As I said in the spring, one point to emphasize is that international English-language sources often oversimplify Sheikh Bethio’s role within the Mouridiyya brotherhood. To say that he has a large following and that he is an important figure in the country’s religious arena is accurate. To call him a “senior Mouride leader” blurs the distinction between Sheikh Bethio – who is not a descendant of the Mouridiyya’s founder Sheikh Amadou Bamba (d. 1927) – and the brotherhood’s hereditary leadership, which is based in the order’s holy city of Touba. The order’s highest living authority is Sheikh Amadou Bamba’s grandson Sheikh Maty Lèye Mbacké (biography in French here), who became the seventh Khalifa of the Mouridiyya in 2010. While the existence of religious leaders like Sheikh Bethio indicates that the brotherhood has powerful figures outside the Mbacké family, it is important not to exaggerate Sheikh Bethio’s position within the formal hierarchy of the brotherhood.

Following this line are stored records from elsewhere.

use serde::Deserialize;
use utoipa::{IntoParams, ToSchema};
use validator::Validate;

#[derive(Debug, Deserialize, ToSchema, Validate)]
pub struct CreateWhiteboardRequest {
    #[validate(length(min = 1, max = 200))]
    pub title: String,
}

#[derive(Debug, Deserialize, ToSchema, Validate)]
pub struct AppendActionRequest {
    /// Drawing verb, e.g. "stroke", "erase", "text"
    #[validate(length(min = 1, max = 32))]
    pub kind: String,
    #[schema(value_type = Object)]
    pub payload: serde_json::Value,
}

#[derive(Debug, Deserialize, ToSchema, Validate)]
pub struct LockRequest {
    pub locked: bool,
}

#[derive(Debug, Deserialize, IntoParams)]
pub struct SinceParams {
    /// Return actions with `seq` greater than this
    #[serde(default)]
    pub after: i64,
}
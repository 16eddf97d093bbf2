//! Media assets against a recording video provider.

mod common;

use std::sync::{Arc, Mutex};

use async_trait::async_trait;

use campus::application::services::MediaService;
use campus::domain::media::{MediaKind, MediaStatus};
use campus::domain::UserRole;
use campus::infrastructure::cloudflare::{DirectUpload, LiveInput, VideoProvider, VideoStatus};
use campus::shared::errors::InfraResult;

use common::{create_test_services, create_user, published_course};

#[derive(Default)]
struct RecordingStream {
    deleted_videos: Mutex<Vec<String>>,
    deleted_live_inputs: Mutex<Vec<String>>,
}

#[async_trait]
impl VideoProvider for RecordingStream {
    async fn create_direct_upload(&self, _max_duration_seconds: u32) -> InfraResult<DirectUpload> {
        Ok(DirectUpload {
            uid: "video-1".to_string(),
            upload_url: "https://upload.test/video-1".to_string(),
        })
    }

    async fn video_status(&self, uid: &str) -> InfraResult<VideoStatus> {
        Ok(VideoStatus {
            uid: uid.to_string(),
            state: "ready".to_string(),
            ready_to_stream: true,
            duration_seconds: Some(60.0),
            playback_hls: None,
        })
    }

    async fn delete_video(&self, uid: &str) -> InfraResult<()> {
        self.deleted_videos.lock().unwrap().push(uid.to_string());
        Ok(())
    }

    async fn create_live_input(&self, _name: &str) -> InfraResult<LiveInput> {
        Ok(LiveInput {
            uid: "live-1".to_string(),
            rtmps_url: "rtmps://live.test/".to_string(),
            stream_key: "secret-key".to_string(),
        })
    }

    async fn delete_live_input(&self, uid: &str) -> InfraResult<()> {
        self.deleted_live_inputs.lock().unwrap().push(uid.to_string());
        Ok(())
    }
}

#[tokio::test]
async fn deleting_a_live_asset_removes_the_live_input() {
    let app = create_test_services().await;
    let teacher = create_user(&app, "teacher", UserRole::Teacher).await;
    let course = published_course(&app, &teacher, "Live Rust", None).await;

    let stream = Arc::new(RecordingStream::default());
    let provider: Arc<dyn VideoProvider> = stream.clone();
    let media = MediaService::new(app.db.clone(), None, Some(provider));

    let live = media.start_live_stream(&teacher, &course.id, "Office hours").await.unwrap();
    assert_eq!(live.asset.kind, MediaKind::Live);
    assert_eq!(live.stream_key, "secret-key");

    let deleted = media.delete_asset(&teacher, &live.asset.id).await.unwrap();
    assert_eq!(deleted.status, MediaStatus::Deleted);
    assert_eq!(*stream.deleted_live_inputs.lock().unwrap(), vec!["live-1".to_string()]);
    assert!(stream.deleted_videos.lock().unwrap().is_empty());
}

In the “Bethio affair,” both the state and the Thiantacounes have sought the support of the Mbacké family, with President Macky Sall telephoning the Khalifa (French) in April, Sheikh Bethio’s son visiting the Khalifa (French) in August, and Prime Minister Abdoul Mbaye journeying to speak with Sheikh Saliou ibn Saliou Mbacké (French), the son of the late fifth Khalifa of the Mouridiyya, in the Mbour region this weekend. The position of the Mbacké family and the “Bethio affair” is complex, and I may be misunderstanding it, but my current interpretation is that the family wants the affair to end, but is not calling for any exceptional treatment for Sheikh Bethio in the judicial process.
If the complexities in the religious realm were not enough, there are the ways in which party rivalries enter into the affair. Sheikh Bethio was a strong supporter of former President Abdoulaye Wade, whom current President Macky Sall defeated in March. Relations between Wade’s Senegalese Democratic Party (PDS) and the Sall administration have been tense since the election as the administration investigates allegations of corruption and the PDS moves from ruling party status to opposition status. Some voices in the Senegalese press (French) have read statements by the Sall administration as implying that the PDS is behind the riots. The PDS, meanwhile, accuses the administration (French) of creating “tension” through its handling of the affair and implies that the state’s treatment of the Sheikh flouts judicial norms. The Bethio affair, then, has become a forum for party rivalry and struggle.
On a final note, those who read French may be interested to read the reactions of Senegalese bloggers who decry the violence, assess the actions of the Thiantacounes in light of Mouride teachings, and castigate the Senegalese state as weak. These bloggers, of course, do not represent the full range of perspectives among the Senegalese. Nonetheless it is noteworthy how the affair has shaken the confidence of some Senegalese writers in the state’s capacity to maintain law and order.
As a son of Senegal, in America, several centuries removed, I pray for a speedy and peaceful resolution of all the issues that prevent Senegal from realizing it’s potential.